== Assignment ==
Only the number is wanted: how many lines below contain "PhysicsConfig"?

==========

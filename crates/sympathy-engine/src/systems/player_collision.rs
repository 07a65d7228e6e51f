//! Player-versus-object contacts.
//!
//! This pass only separates the player from objects and reports what
//! happened. Forces and impulses that result from a contact go through the
//! world so they can travel along a sympathy link.

use glam::Vec2;

use crate::api::config::PhysicsConfig;
use crate::api::types::BodyId;
use crate::core::body::Contact;
use crate::core::object::ObjectKind;
use crate::core::player::Player;
use crate::core::scene::Scene;

/// A contact the world still has to act on.
#[derive(Debug, Clone, Copy, PartialEq)]
pub enum PlayerContact {
    /// Player landed on the object; push it down by `force`.
    Landed { id: BodyId, force: Vec2 },
    /// Player walked into the object's side; shove it by `impulse`.
    Pushed { id: BodyId, impulse: Vec2 },
    /// Player picked up a collectable worth `value`.
    Collected { id: BodyId, value: u32 },
}

pub fn resolve_player_objects(
    player: &mut Player,
    scene: &mut Scene,
    cfg: &PhysicsConfig,
) -> Vec<PlayerContact> {
    let mut contacts = Vec::new();
    for (id, obj) in scene.iter_mut() {
        if !obj.is_collidable || obj.is_broken || obj.collected {
            continue;
        }
        let obj_box = obj.body.hitbox();
        let player_box = player.body.hitbox();

        if let ObjectKind::Collectable { value } = obj.kind {
            if player_box.overlaps(&obj_box) {
                obj.collected = true;
                obj.is_collidable = false;
                contacts.push(PlayerContact::Collected { id, value });
            }
            continue;
        }

        let Some(contact) = player_box.contact_with(&obj_box) else {
            continue;
        };
        let velocity = player.body.velocity;
        match contact {
            Contact::Above if velocity.y >= 0.0 => {
                player.body.set_hitbox_bottom(obj_box.top());
                player.body.velocity.y = 0.0;
                player.body.is_on_ground = true;
                contacts.push(PlayerContact::Landed {
                    id,
                    force: Vec2::new(0.0, player.mass * cfg.landing_force),
                });
            }
            Contact::Above => {}
            Contact::Below => {
                player.body.set_hitbox_top(obj_box.bottom());
                if velocity.y < 0.0 {
                    player.body.velocity.y = 0.0;
                }
            }
            Contact::Left | Contact::Right => {
                let direction = if contact == Contact::Left { 1.0 } else { -1.0 };
                if direction > 0.0 {
                    player.body.set_hitbox_right(obj_box.left());
                } else {
                    player.body.set_hitbox_left(obj_box.right());
                }
                player.body.velocity.x = 0.0;
                if obj.is_dynamic() && velocity.x * direction > 0.0 {
                    contacts.push(PlayerContact::Pushed {
                        id,
                        impulse: Vec2::new(direction * cfg.push_impulse, 0.0),
                    });
                }
            }
        }
    }
    contacts
}

#[cfg(test)]
mod tests {
    use super::*;
    use crate::core::object::{GameObject, ObjectDesc};

    fn setup() -> (Player, Scene, PhysicsConfig) {
        let cfg = PhysicsConfig::default();
        (Player::new(Vec2::ZERO, &cfg), Scene::new(), cfg)
    }

    /// Place the player so its hitbox's top-left sits at `(x, y)`.
    fn place(player: &mut Player, x: f32, y: f32) {
        player.body.set_hitbox_origin(x, y);
    }

    #[test]
    fn landing_on_crate_grounds_player_and_reports_force() {
        let (mut player, mut scene, cfg) = setup();
        let id = scene.spawn(GameObject::new(
            &ObjectDesc::crate_at(Vec2::new(0.0, 100.0), Vec2::splat(32.0)),
            &cfg,
        ));
        // Hitbox 10x35; bottom 3 units into the crate.
        place(&mut player, 10.0, 68.0);
        player.body.velocity.y = 200.0;

        let contacts = resolve_player_objects(&mut player, &mut scene, &cfg);

        assert_eq!(player.body.hitbox().bottom(), 100.0);
        assert_eq!(player.body.velocity.y, 0.0);
        assert!(player.body.is_on_ground);
        assert_eq!(
            contacts,
            vec![PlayerContact::Landed {
                id,
                force: Vec2::new(0.0, 200.0)
            }]
        );
    }

    #[test]
    fn walking_into_crate_reports_push() {
        let (mut player, mut scene, cfg) = setup();
        let id = scene.spawn(GameObject::new(
            &ObjectDesc::crate_at(Vec2::new(100.0, 0.0), Vec2::splat(32.0)),
            &cfg,
        ));
        place(&mut player, 92.0, 0.0);
        player.body.velocity.x = 100.0;

        let contacts = resolve_player_objects(&mut player, &mut scene, &cfg);

        assert_eq!(player.body.hitbox().right(), 100.0);
        assert_eq!(player.body.velocity.x, 0.0, "side contact stops the player");
        assert_eq!(
            contacts,
            vec![PlayerContact::Pushed {
                id,
                impulse: Vec2::new(300.0, 0.0)
            }]
        );
    }

    #[test]
    fn static_crate_blocks_player() {
        let (mut player, mut scene, cfg) = setup();
        scene.spawn(GameObject::new(
            &ObjectDesc::crate_at(Vec2::new(0.0, 0.0), Vec2::splat(32.0)).with_static(true),
            &cfg,
        ));
        place(&mut player, 28.0, 0.0);
        player.body.velocity.x = -80.0;

        let contacts = resolve_player_objects(&mut player, &mut scene, &cfg);

        assert!(contacts.is_empty());
        assert_eq!(player.body.hitbox().left(), 32.0);
        assert_eq!(player.body.velocity.x, 0.0);
    }

    #[test]
    fn head_bump_stops_rise() {
        let (mut player, mut scene, cfg) = setup();
        scene.spawn(GameObject::new(
            &ObjectDesc::crate_at(Vec2::new(0.0, 0.0), Vec2::splat(32.0)),
            &cfg,
        ));
        place(&mut player, 10.0, 30.0);
        player.body.velocity.y = -300.0;

        let contacts = resolve_player_objects(&mut player, &mut scene, &cfg);

        assert!(contacts.is_empty());
        assert_eq!(player.body.hitbox().top(), 32.0);
        assert_eq!(player.body.velocity.y, 0.0);
    }

    #[test]
    fn collectable_is_picked_up_once() {
        let (mut player, mut scene, cfg) = setup();
        let coin = scene.spawn(GameObject::new(
            &ObjectDesc::collectable_at(Vec2::new(0.0, 0.0), Vec2::splat(16.0), 7),
            &cfg,
        ));
        place(&mut player, 4.0, 4.0);

        let first = resolve_player_objects(&mut player, &mut scene, &cfg);
        let second = resolve_player_objects(&mut player, &mut scene, &cfg);

        assert_eq!(first, vec![PlayerContact::Collected { id: coin, value: 7 }]);
        assert!(second.is_empty());
        assert_eq!(player.body.hitbox().left(), 4.0, "collectables never block");
    }
}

==========

== Exercise output ==
4